* _TASK STATEMENT_: How many of the lines below contain "been"? Answer with that number alone.

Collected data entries
++++++
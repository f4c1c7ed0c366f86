//! Error types for backend calls.

use thiserror::Error;

#[derive(Debug, Error, Clone, PartialEq, Eq)]
pub enum ApiError {
    /// The request never produced a response (offline, CORS, DNS, ...).
    #[error("network error: {0}")]
    Network(String),
    /// The backend answered with a non-2xx status.
    #[error("{status} {}", detail.as_deref().unwrap_or("request failed"))]
    Status { status: u16, detail: Option<String> },
    /// The body could not be decoded into the expected shape.
    #[error("decode error: {0}")]
    Decode(String),
}

impl ApiError {
    pub fn is_not_found(&self) -> bool {
        matches!(self, ApiError::Status { status: 404, .. })
    }

    /// Server-supplied `detail` message, if the backend sent one.
    pub fn detail(&self) -> Option<&str> {
        match self {
            ApiError::Status { detail, .. } => detail.as_deref(),
            _ => None,
        }
    }
}

impl From<gloo_net::Error> for ApiError {
    fn from(e: gloo_net::Error) -> Self {
        match e {
            gloo_net::Error::SerdeError(e) => ApiError::Decode(e.to_string()),
            other => ApiError::Network(other.to_string()),
        }
    }
}
//! Application state.
//!
//! One `AppState` per page view, owned by the `App` controller. Nothing here
//! is persisted; the backend owns every durable value.

use bd_api_types::{Identity, ProjectWallet, UserPatch};

#[derive(Clone, Debug, Default, PartialEq, Eq)]
pub struct UserState {
    pub telegram_id: Option<String>,
    pub username: Option<String>,
    pub profile_picture: Option<String>,
    pub wallet_address: Option<String>,
    pub wallet_tag: Option<String>,
    pub total_tokens: i64,
    pub check_in_streak: i64,
    pub tasks_completed: i64,
    pub total_referrals: i64,
    pub leaderboard_rank: i64,
    pub referral_code: Option<String>,
    pub join_date: Option<String>,
}

impl UserState {
    pub fn apply_identity(&mut self, identity: &Identity) {
        self.telegram_id = Some(identity.telegram_id.clone());
        self.username = identity.username.clone();
        self.profile_picture = identity.photo_url.clone();
    }

    /// Field-by-field merge: every key present in `patch` overwrites, every
    /// absent key keeps its current value.
    pub fn merge(&mut self, patch: UserPatch) {
        fn set<T>(slot: &mut T, value: Option<T>) {
            if let Some(v) = value {
                *slot = v;
            }
        }

        if let Some(id) = patch.telegram_id {
            self.telegram_id = Some(id);
        }
        set(&mut self.username, patch.username);
        set(&mut self.profile_picture, patch.photo_url);
        set(&mut self.wallet_address, patch.wallet_address);
        set(&mut self.wallet_tag, patch.wallet_tag);
        set(&mut self.total_tokens, patch.total_tokens);
        set(&mut self.check_in_streak, patch.check_in_streak);
        set(&mut self.tasks_completed, patch.tasks_completed);
        set(&mut self.total_referrals, patch.total_referrals);
        set(&mut self.leaderboard_rank, patch.leaderboard_rank);
        set(&mut self.referral_code, patch.referral_code);
        set(&mut self.join_date, patch.join_date);
    }

    pub fn has_wallet(&self) -> bool {
        self.wallet_address.as_deref().is_some_and(|a| !a.is_empty())
    }
}

/// Everything the view layer knows about the session.
#[derive(Clone, Debug, Default)]
pub struct AppState {
    pub user: UserState,
    pub project_wallet: ProjectWallet,
    /// Identity as handed over by the host; `None` outside a logged-in session.
    pub identity: Option<Identity>,
}

impl AppState {
    pub fn telegram_id(&self) -> Option<String> {
        self.user.telegram_id.clone()
    }
}
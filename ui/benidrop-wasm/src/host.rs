//! Host shell integration.
//!
//! The mini-app runs inside Telegram, which injects `window.Telegram.WebApp`.
//! Everything we need from it goes through `HostShell`; outside Telegram the
//! `BrowserHost` fallback keeps the page usable for development.

use async_trait::async_trait;
use bd_api_types::{HostUser, Identity};
use js_sys::{Function, Reflect};
use wasm_bindgen::prelude::*;
use wasm_bindgen::JsCast;
use wasm_bindgen_futures::JsFuture;

pub trait HostShell {
    /// Logged-in identity, if the host supplied one.
    fn identity(&self) -> Option<Identity>;
    /// Ask the host to expand the mini-app to full height.
    fn expand(&self);
    /// Modal alert; the only channel for user-facing notifications.
    fn show_alert(&self, message: &str);
}

#[async_trait(?Send)]
pub trait Clipboard {
    async fn write_text(&self, text: &str) -> Result<(), JsValue>;
}

fn get(target: &JsValue, key: &str) -> Option<JsValue> {
    Reflect::get(target, &JsValue::from_str(key))
        .ok()
        .filter(|v| !v.is_undefined() && !v.is_null())
}

fn call_method(target: &JsValue, name: &str, args: &[&JsValue]) -> Result<JsValue, JsValue> {
    let func: Function = get(target, name)
        .ok_or_else(|| JsValue::from_str(&format!("{} is not available", name)))?
        .dyn_into()?;
    match args {
        [] => func.call0(target),
        [a] => func.call1(target, a),
        [a, b, ..] => func.call2(target, a, b),
    }
}

/// `window.Telegram.WebApp`.
pub struct TelegramHost {
    web_app: JsValue,
}

impl TelegramHost {
    /// `None` when the page is not running inside Telegram.
    pub fn detect() -> Option<Self> {
        let window: JsValue = gloo_utils::window().into();
        let telegram = get(&window, "Telegram")?;
        let web_app = get(&telegram, "WebApp")?;
        Some(Self { web_app })
    }
}

impl HostShell for TelegramHost {
    fn identity(&self) -> Option<Identity> {
        let init = get(&self.web_app, "initDataUnsafe")?;
        let user = get(&init, "user")?;
        let host_user: HostUser = match serde_wasm_bindgen::from_value(user) {
            Ok(u) => u,
            Err(e) => {
                tracing::warn!(error = %e, "host user object has an unexpected shape");
                return None;
            }
        };
        let start_param = get(&init, "start_param").and_then(|v| v.as_string());
        host_user.into_identity(start_param)
    }

    fn expand(&self) {
        if let Err(e) = call_method(&self.web_app, "expand", &[]) {
            tracing::warn!(error = ?e, "WebApp.expand failed");
        }
    }

    fn show_alert(&self, message: &str) {
        if let Err(e) = call_method(&self.web_app, "showAlert", &[&JsValue::from_str(message)]) {
            tracing::warn!(error = ?e, "WebApp.showAlert failed, using window.alert");
            let _ = gloo_utils::window().alert_with_message(message);
        }
    }
}

/// Plain browser tab: no identity, nothing to expand, native `alert`.
pub struct BrowserHost;

impl HostShell for BrowserHost {
    fn identity(&self) -> Option<Identity> {
        None
    }

    fn expand(&self) {}

    fn show_alert(&self, message: &str) {
        let _ = gloo_utils::window().alert_with_message(message);
    }
}

/// Pick the Telegram host when present.
pub fn detect() -> Box<dyn HostShell> {
    match TelegramHost::detect() {
        Some(host) => Box::new(host),
        None => {
            tracing::info!("Telegram WebApp not found; running as a plain browser page");
            Box::new(BrowserHost)
        }
    }
}

/// `navigator.clipboard.writeText`.
pub struct NavigatorClipboard;

#[async_trait(?Send)]
impl Clipboard for NavigatorClipboard {
    async fn write_text(&self, text: &str) -> Result<(), JsValue> {
        let navigator: JsValue = gloo_utils::window().navigator().into();
        let clipboard =
            get(&navigator, "clipboard").ok_or_else(|| JsValue::from_str("clipboard API unavailable"))?;
        let promise: js_sys::Promise =
            call_method(&clipboard, "writeText", &[&JsValue::from_str(text)])?.dyn_into()?;
        JsFuture::from(promise).await.map(|_| ())
    }
}
//! Scope-bound cache lifetime: isolation between scopes, lazy store
//! creation, and behavior under shared-scope concurrency.

use std::sync::Arc;
use std::thread;

use partial_cache::test_utils::{StubParser, StubSource};
use partial_cache::{ParseOptions, PartialCache, RenderScope};

use crate::init_logging;

/// Cache state is stored per scope: two scopes over one shared source each
/// read independently.
#[test]
fn test_cache_state_is_stored_per_scope() {
    init_logging();
    let shared_source = Arc::new(StubSource::new([("my_partial", "my shared value")]));
    let cache = PartialCache::new(Arc::new(StubParser::new()));
    let scope_one = RenderScope::new(shared_source.clone());
    let scope_two = RenderScope::new(shared_source.clone());
    let options = ParseOptions::new();

    for _ in 0..2 {
        cache.load("my_partial", &scope_one, &options).unwrap();
    }
    cache.load("my_partial", &scope_two, &options).unwrap();

    assert_eq!(shared_source.read_count(), 2);
}

/// Scopes never share entries: the stored template instances are distinct
/// even though name and source coincide.
#[test]
fn test_scopes_do_not_share_template_instances() {
    init_logging();
    let shared_source = Arc::new(StubSource::new([("my_partial", "my shared value")]));
    let cache = PartialCache::new(Arc::new(StubParser::new()));
    let scope_one = RenderScope::new(shared_source.clone());
    let scope_two = RenderScope::new(shared_source);
    let options = ParseOptions::new();

    let one = cache.load("my_partial", &scope_one, &options).unwrap();
    let two = cache.load("my_partial", &scope_two, &options).unwrap();

    assert!(!Arc::ptr_eq(&one, &two));
    assert_eq!(one.render().unwrap(), two.render().unwrap());
}

/// The partial store does not exist on a fresh scope; it materializes on
/// the first load targeting the scope.
#[test]
fn test_store_is_absent_until_first_load() {
    init_logging();
    let cache = PartialCache::new(Arc::new(StubParser::new()));
    let scope = RenderScope::new(Arc::new(StubSource::new([("my_partial", "body")])));

    assert!(!scope.has_partial_store());
    assert!(scope.partial_cache_stats().is_none());

    cache.load("my_partial", &scope, &ParseOptions::new()).unwrap();

    assert!(scope.has_partial_store());
    assert!(scope.partial_cache_stats().is_some());
}

/// A scope shared across threads serves every caller the same stored
/// instance, and dropping the scope drops its cache with it.
#[test]
fn test_shared_scope_under_concurrent_loads() {
    init_logging();
    let source = Arc::new(StubSource::new([("shared", "shared body")]));
    let cache = Arc::new(PartialCache::new(Arc::new(StubParser::new())));
    let scope = Arc::new(RenderScope::new(source.clone()));

    let handles: Vec<_> = (0..4)
        .map(|_| {
            let cache = Arc::clone(&cache);
            let scope = Arc::clone(&scope);
            thread::spawn(move || cache.load("shared", &scope, &ParseOptions::new()).unwrap())
        })
        .collect();
    let templates: Vec<_> = handles.into_iter().map(|h| h.join().unwrap()).collect();

    for template in &templates {
        assert!(Arc::ptr_eq(template, &templates[0]));
        assert_eq!(template.render().unwrap(), "shared body");
    }

    // A fresh scope over the same source starts cold.
    drop(scope);
    let fresh = RenderScope::new(source.clone());
    let reads_before = source.read_count();
    cache.load("shared", &fresh, &ParseOptions::new()).unwrap();
    assert_eq!(source.read_count(), reads_before + 1);
}
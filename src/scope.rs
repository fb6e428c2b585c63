//! Render scope: the caller-owned context for one rendering pass.
//!
//! A [`RenderScope`] carries the injected [`TemplateSource`] and hosts the
//! partial store that [`PartialCache`](crate::PartialCache) memoizes into.
//! Cache lifetime is bound to scope lifetime: the store is created lazily on
//! the first load against the scope and dropped with it. Two scopes never
//! share entries, even when they share the same source.

use std::fmt;
use std::sync::{Arc, OnceLock};

use crate::cache::{CacheStats, PartialStore};
use crate::source::TemplateSource;

/// Execution scope for a single rendering pass.
///
/// Identity matters, not value: every `RenderScope` instance owns its own
/// partial store. Construct one scope per render pass and share it (behind
/// an [`Arc`] if needed) across everything participating in that pass.
pub struct RenderScope {
    source: Arc<dyn TemplateSource>,
    partials: OnceLock<PartialStore>,
}

impl RenderScope {
    /// Create a scope around an injected template source.
    ///
    /// The partial store is not created here; it materializes on the first
    /// load targeting this scope.
    #[must_use]
    pub fn new(source: Arc<dyn TemplateSource>) -> Self {
        Self {
            source,
            partials: OnceLock::new(),
        }
    }

    /// The template source injected into this scope.
    #[must_use]
    pub fn source(&self) -> &dyn TemplateSource {
        self.source.as_ref()
    }

    /// Get this scope's partial store, creating it on first use.
    ///
    /// Idempotent: every call returns the same store instance for the
    /// lifetime of the scope. Creation is atomic, so concurrent first
    /// accesses never observe a partially constructed store.
    pub(crate) fn partial_store(&self) -> &PartialStore {
        self.partials.get_or_init(|| {
            tracing::trace!("creating partial store for scope");
            PartialStore::new()
        })
    }

    /// Whether the partial store has been created yet.
    ///
    /// Stays `false` until the first load targets this scope.
    #[must_use]
    pub fn has_partial_store(&self) -> bool {
        self.partials.get().is_some()
    }

    /// Hit/miss statistics for this scope's partial store, or `None` if the
    /// store has not been created yet.
    #[must_use]
    pub fn partial_cache_stats(&self) -> Option<CacheStats> {
        self.partials.get().map(PartialStore::stats)
    }
}

impl fmt::Debug for RenderScope {
    fn fmt(&self, f: &mut fmt::Formatter<'_>) -> fmt::Result {
        f.debug_struct("RenderScope")
            .field("partials", &self.partials.get())
            .finish_non_exhaustive()
    }
}
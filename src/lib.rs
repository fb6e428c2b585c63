//! Scope-bound memoization for named template partials.
//!
//! A *partial* is a named, reusable template fragment referenced by another
//! template. Rendering a document that references the same partial many
//! times should not read and parse it many times; this crate provides the
//! cache that guarantees it, bounded to a single rendering pass.
//!
//! # Architecture Overview
//!
//! Two pieces compose the crate:
//!
//! - [`RenderScope`] — the caller-owned execution context for one rendering
//!   pass. It carries the injected [`TemplateSource`] and hosts the partial
//!   store, which is created lazily on first use and dropped with the scope.
//!   Scope identity bounds cache lifetime: two scopes never share entries,
//!   even when backed by the same source.
//! - [`PartialCache`] — the memoizing loader. [`PartialCache::load`] resolves
//!   a partial name through the scope's source, parses it with the injected
//!   [`TemplateParser`], and stores the result so that each (scope, name)
//!   pair is read and parsed at most once.
//!
//! The parsing engine, the source backing store, and the renderer that
//! executes a [`Template`] all live outside this crate; they are injected
//! through the capability traits and only their failure modes surface here,
//! as [`LoadError`].
//!
//! # Core Modules
//!
//! - [`cache`] - The memoizing loader and per-scope store with hit/miss stats
//! - [`scope`] - Render scope hosting injected capabilities and the store
//! - [`parser`] - Parser/template capability traits and [`ParseOptions`]
//! - [`source`] - Template source capability trait
//! - [`error`] - The [`LoadError`] taxonomy
//!
//! # Caching Contract
//!
//! - One successful read and one successful parse per (scope, name) pair;
//!   every later load within the scope returns the same stored template
//!   instance.
//! - [`ParseOptions`] are **not** part of the cache key. A load that hits
//!   the store returns the entry parsed under the *original* options and
//!   ignores the ones it was called with. See [`ParseOptions`] for why this
//!   sharp edge is deliberate.
//! - Failures are never cached. A `SourceNotFound` or `ParseFailure` load
//!   leaves the store untouched, so the next load for that name retries the
//!   full read/parse path.
//! - Scopes may be shared across threads. Concurrent misses on one name may
//!   duplicate the read/parse work, but the store keeps a single winning
//!   instance that all callers receive.
//!
//! # Example
//!
//! ```
//! use std::sync::Arc;
//!
//! use partial_cache::{
//!     ParseOptions, PartialCache, RenderScope, Template, TemplateParser, TemplateSource,
//! };
//!
//! struct Sources;
//!
//! impl TemplateSource for Sources {
//!     fn read(&self, name: &str) -> anyhow::Result<String> {
//!         match name {
//!             "footer" => Ok("-- the footer --".to_string()),
//!             _ => anyhow::bail!("no such partial: {name}"),
//!         }
//!     }
//! }
//!
//! #[derive(Debug)]
//! struct Verbatim(String);
//!
//! impl Template for Verbatim {
//!     fn render(&self) -> anyhow::Result<String> {
//!         Ok(self.0.clone())
//!     }
//! }
//!
//! struct VerbatimParser;
//!
//! impl TemplateParser for VerbatimParser {
//!     fn parse(&self, text: &str, _options: &ParseOptions) -> anyhow::Result<Arc<dyn Template>> {
//!         Ok(Arc::new(Verbatim(text.to_string())))
//!     }
//! }
//!
//! fn main() -> anyhow::Result<()> {
//!     let cache = PartialCache::new(Arc::new(VerbatimParser));
//!     let scope = RenderScope::new(Arc::new(Sources));
//!
//!     let footer = cache.load("footer", &scope, &ParseOptions::new())?;
//!     assert_eq!(footer.render()?, "-- the footer --");
//!
//!     // The second load is served from the scope's store.
//!     let again = cache.load("footer", &scope, &ParseOptions::new())?;
//!     assert!(Arc::ptr_eq(&footer, &again));
//!     Ok(())
//! }
//! ```

// Core functionality modules
pub mod cache;
pub mod error;
pub mod scope;

// Capability boundaries
pub mod parser;
pub mod source;

// test_utils module is available for both unit tests and integration tests
#[cfg(any(test, feature = "test-utils"))]
pub mod test_utils;

pub use cache::{CacheStats, PartialCache};
pub use error::LoadError;
pub use parser::{ParseOptions, Template, TemplateParser};
pub use scope::RenderScope;
pub use source::TemplateSource;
++++++
* _REPLY TO THE TASK_: 2